> [Material provided]:
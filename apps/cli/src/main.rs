//! # drogaria
//!
//! Console point-of-sale for a small pharmacy.
//!
//! ```text
//! drogaria [--config drogaria.toml] [--export clientes.csv | --no-export] [-v]
//! ```

use std::io;
use std::path::PathBuf;
use std::process::ExitCode;

use anyhow::Context;
use clap::Parser;
use tracing::{error, info};

use drogaria_cli::config::AppConfig;
use drogaria_cli::{init_tracing, run_session};

#[derive(Debug, Parser)]
#[command(name = "drogaria", version, about = "Pharmacy point-of-sale console")]
struct Args {
    /// Config file (default: drogaria.toml in the platform config dir)
    #[arg(short, long, value_name = "FILE")]
    config: Option<PathBuf>,

    /// Where to write the customer CSV at exit
    #[arg(long, value_name = "FILE", conflicts_with = "no_export")]
    export: Option<PathBuf>,

    /// Skip the customer CSV at exit
    #[arg(long)]
    no_export: bool,

    /// More logging on stderr (-v debug, -vv trace)
    #[arg(short, long, action = clap::ArgAction::Count)]
    verbose: u8,
}

fn main() -> anyhow::Result<ExitCode> {
    let args = Args::parse();
    init_tracing(args.verbose);

    let mut config = AppConfig::load(args.config.as_deref()).context("loading configuration")?;
    if let Some(path) = args.export {
        config.export.path = path;
    }
    if args.no_export {
        config.export.enabled = false;
    }
    info!(store = %config.store.name, "Starting session");

    let stdin = io::stdin();
    let (_, summary) = run_session(&config, stdin.lock(), io::stdout().lock())
        .context("terminal I/O failed")?;

    match summary {
        Ok(summary) => {
            info!(
                customers = summary.customers,
                sales = summary.sales,
                exported = ?summary.exported,
                "Session closed"
            );
            Ok(ExitCode::SUCCESS)
        }
        Err(e) => {
            error!(code = %e.code, "Session closed with errors");
            eprintln!("{}", e);
            Ok(ExitCode::FAILURE)
        }
    }
}
//! # Domain Types
//!
//! Core domain types used throughout Drogaria POS.
//!
//! ## Type Hierarchy
//! ```text
//! ┌─────────────────────────────────────────────────────────────────────────┐
//! │                         Domain Types                                    │
//! │                                                                         │
//! │  ┌─────────────────┐   ┌─────────────────┐   ┌─────────────────┐       │
//! │  │    Customer     │   │      Drug       │   │   Laboratory    │       │
//! │  │  ─────────────  │   │  ─────────────  │   │  ─────────────  │       │
//! │  │  id (UUID)      │   │  id (UUID)      │   │  id (UUID)      │       │
//! │  │  cpf (business) │   │  name (business)│   │  name (business)│       │
//! │  │  birth_date     │   │  unit_price     │   │  address, phone │       │
//! │  └────────┬────────┘   │  category       │   └─────────────────┘       │
//! │           │            │  prescription_  │                             │
//! │           │            │    required     │                             │
//! │           │            └────────┬────────┘                             │
//! │           │ Arc                 │ Arc (shared, read-only)              │
//! │           ▼                     ▼                                      │
//! │  ┌──────────────────────────────────────────┐                          │
//! │  │  Sale: customer + items + subtotal/total │                          │
//! │  └──────────────────────────────────────────┘                          │
//! └─────────────────────────────────────────────────────────────────────────┘
//! ```
//!
//! ## Dual-Key Identity Pattern
//! Every entity has:
//! - `id`: UUID v4 assigned at registration, used for identity
//!   ("distinct customers served" counts UUIDs, not names)
//! - Business key: CPF, drug name or laboratory name, used for lookup

use std::fmt;
use std::str::FromStr;
use std::sync::Arc;

use chrono::{DateTime, NaiveDate, Utc};
use serde::{Deserialize, Serialize};
use uuid::Uuid;

use crate::dates::{age_in_years, parse_birth_date};
use crate::discount::AppliedDiscount;
use crate::error::{CoreError, CoreResult};
use crate::money::Money;
use crate::validation::{validate_cpf, validate_name, validate_price};

// =============================================================================
// Customer
// =============================================================================

/// A registered pharmacy customer.
#[derive(Debug, Clone, PartialEq, Eq, Serialize, Deserialize)]
pub struct Customer {
    /// Identity (UUID v4).
    pub id: Uuid,

    /// Taxpayer ID (CPF) - business key, only checked for non-emptiness.
    pub cpf: String,

    /// Full name, used for alphabetical listings.
    pub name: String,

    /// Always present: unparseable dates are refused at registration.
    pub birth_date: NaiveDate,
}

impl Customer {
    /// Builds a customer from raw registration input.
    ///
    /// ## Errors
    /// - `Validation` when the CPF or name is empty
    /// - `DateParse` when `birth_date` is not `dd/mm/yyyy`
    pub fn new(cpf: &str, name: &str, birth_date: &str) -> CoreResult<Self> {
        validate_cpf(cpf)?;
        validate_name("customer name", name)?;
        let birth_date = parse_birth_date(birth_date)?;

        Ok(Customer {
            id: Uuid::new_v4(),
            cpf: cpf.trim().to_string(),
            name: name.trim().to_string(),
            birth_date,
        })
    }

    /// Whole years of age on `today` (elapsed days / 365, floored).
    #[inline]
    pub fn age_on(&self, today: NaiveDate) -> i64 {
        age_in_years(self.birth_date, today)
    }
}

// =============================================================================
// Drug Category
// =============================================================================

/// The two drug families the pharmacy stocks.
#[derive(Debug, Clone, Copy, PartialEq, Eq, Hash, Serialize, Deserialize)]
#[serde(rename_all = "snake_case")]
pub enum DrugCategory {
    /// Synthetic drugs; may require a prescription.
    Chemotherapy,
    /// Plant-based remedies; never require a prescription.
    Herbal,
}

impl DrugCategory {
    /// Stable lowercase name.
    pub fn as_str(&self) -> &'static str {
        match self {
            DrugCategory::Chemotherapy => "chemotherapy",
            DrugCategory::Herbal => "herbal",
        }
    }
}

impl fmt::Display for DrugCategory {
    fn fmt(&self, f: &mut fmt::Formatter<'_>) -> fmt::Result {
        f.write_str(self.as_str())
    }
}

/// Case-insensitive; also accepts the Portuguese terms used at the counter.
impl FromStr for DrugCategory {
    type Err = CoreError;

    fn from_str(s: &str) -> Result<Self, Self::Err> {
        match s.trim().to_lowercase().as_str() {
            "chemotherapy" | "quimioterápico" | "quimioterapico" => {
                Ok(DrugCategory::Chemotherapy)
            }
            "herbal" | "fitoterápico" | "fitoterapico" => Ok(DrugCategory::Herbal),
            _ => Err(CoreError::InvalidCategory(s.trim().to_string())),
        }
    }
}

// =============================================================================
// Drug
// =============================================================================

/// Registration input for a drug.
#[derive(Debug, Clone, Serialize, Deserialize)]
pub struct NewDrug {
    pub name: String,
    pub active_compound: String,
    pub manufacturer: String,
    pub description: String,
    pub unit_price: Money,
    pub category: DrugCategory,
    /// Ignored for herbal drugs.
    pub prescription_required: bool,
}

/// A drug available for sale. Immutable once registered.
#[derive(Debug, Clone, PartialEq, Eq, Serialize, Deserialize)]
pub struct Drug {
    /// Identity (UUID v4).
    pub id: Uuid,

    /// Business key; lookups are exact and case-sensitive.
    pub name: String,

    /// Main active compound.
    pub active_compound: String,

    /// Manufacturer name. Matches `Laboratory.name` by convention only.
    pub manufacturer: String,

    pub description: String,

    /// Price per unit, never negative.
    pub unit_price: Money,

    pub category: DrugCategory,

    /// Controlled item: the sale must be checked against a prescription.
    pub prescription_required: bool,
}

impl Drug {
    /// Validates the input and builds the drug.
    ///
    /// Herbal drugs never require a prescription, whatever the input says.
    pub fn new(input: NewDrug) -> CoreResult<Self> {
        validate_name("drug name", &input.name)?;
        validate_price(input.unit_price)?;

        let prescription_required = match input.category {
            DrugCategory::Chemotherapy => input.prescription_required,
            DrugCategory::Herbal => false,
        };

        Ok(Drug {
            id: Uuid::new_v4(),
            name: input.name.trim().to_string(),
            active_compound: input.active_compound.trim().to_string(),
            manufacturer: input.manufacturer.trim().to_string(),
            description: input.description.trim().to_string(),
            unit_price: input.unit_price,
            category: input.category,
            prescription_required,
        })
    }
}

// =============================================================================
// Laboratory
// =============================================================================

/// Registration input for a laboratory.
#[derive(Debug, Clone, Default, Serialize, Deserialize)]
pub struct NewLaboratory {
    pub name: String,
    pub address: String,
    pub phone: String,
    pub city: String,
    pub state: String,
}

/// A drug manufacturer.
#[derive(Debug, Clone, PartialEq, Eq, Serialize, Deserialize)]
pub struct Laboratory {
    pub id: Uuid,
    /// Business key.
    pub name: String,
    pub address: String,
    pub phone: String,
    pub city: String,
    pub state: String,
}

impl Laboratory {
    pub fn new(input: NewLaboratory) -> CoreResult<Self> {
        validate_name("laboratory name", &input.name)?;

        Ok(Laboratory {
            id: Uuid::new_v4(),
            name: input.name.trim().to_string(),
            address: input.address.trim().to_string(),
            phone: input.phone.trim().to_string(),
            city: input.city.trim().to_string(),
            state: input.state.trim().to_string(),
        })
    }
}

// =============================================================================
// Sale
// =============================================================================

/// A finalized sale. Immutable once appended to the sales log.
///
/// Drugs and the customer are shared references into the registries;
/// the sale never owns them.
#[derive(Debug, Clone, Serialize)]
pub struct Sale {
    pub id: Uuid,
    pub sold_at: DateTime<Utc>,
    pub customer: Arc<Customer>,
    /// One entry per unit sold, in the order scanned. Repeats allowed.
    pub items: Vec<Arc<Drug>>,
    /// Sum of unit prices before discounts.
    pub subtotal: Money,
    /// Discounts in the order they were applied.
    pub discounts: Vec<AppliedDiscount>,
    /// Subtotal after discounts, rounded to cents.
    pub total: Money,
}

impl Sale {
    /// True if at least one item requires a prescription.
    pub fn has_controlled_item(&self) -> bool {
        self.items.iter().any(|d| d.prescription_required)
    }

    /// True if at least one item does NOT require a prescription.
    ///
    /// A mixed sale is both controlled and non-controlled.
    pub fn has_non_controlled_item(&self) -> bool {
        self.items.iter().any(|d| !d.prescription_required)
    }

    #[inline]
    pub fn item_count(&self) -> usize {
        self.items.len()
    }

    /// Labels of the applied discounts, e.g. `["20% senior discount"]`.
    pub fn discount_labels(&self) -> Vec<String> {
        self.discounts.iter().map(|d| d.label()).collect()
    }
}

// =============================================================================
// Unit Tests
// =============================================================================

> [Task goal]: Which lines hold the word "point"? Copy each of them from the records.

> [Written answer]:
//! Console point-of-sale for a small pharmacy.
#[command(name = "drogaria", version, about = "Pharmacy point-of-sale console")]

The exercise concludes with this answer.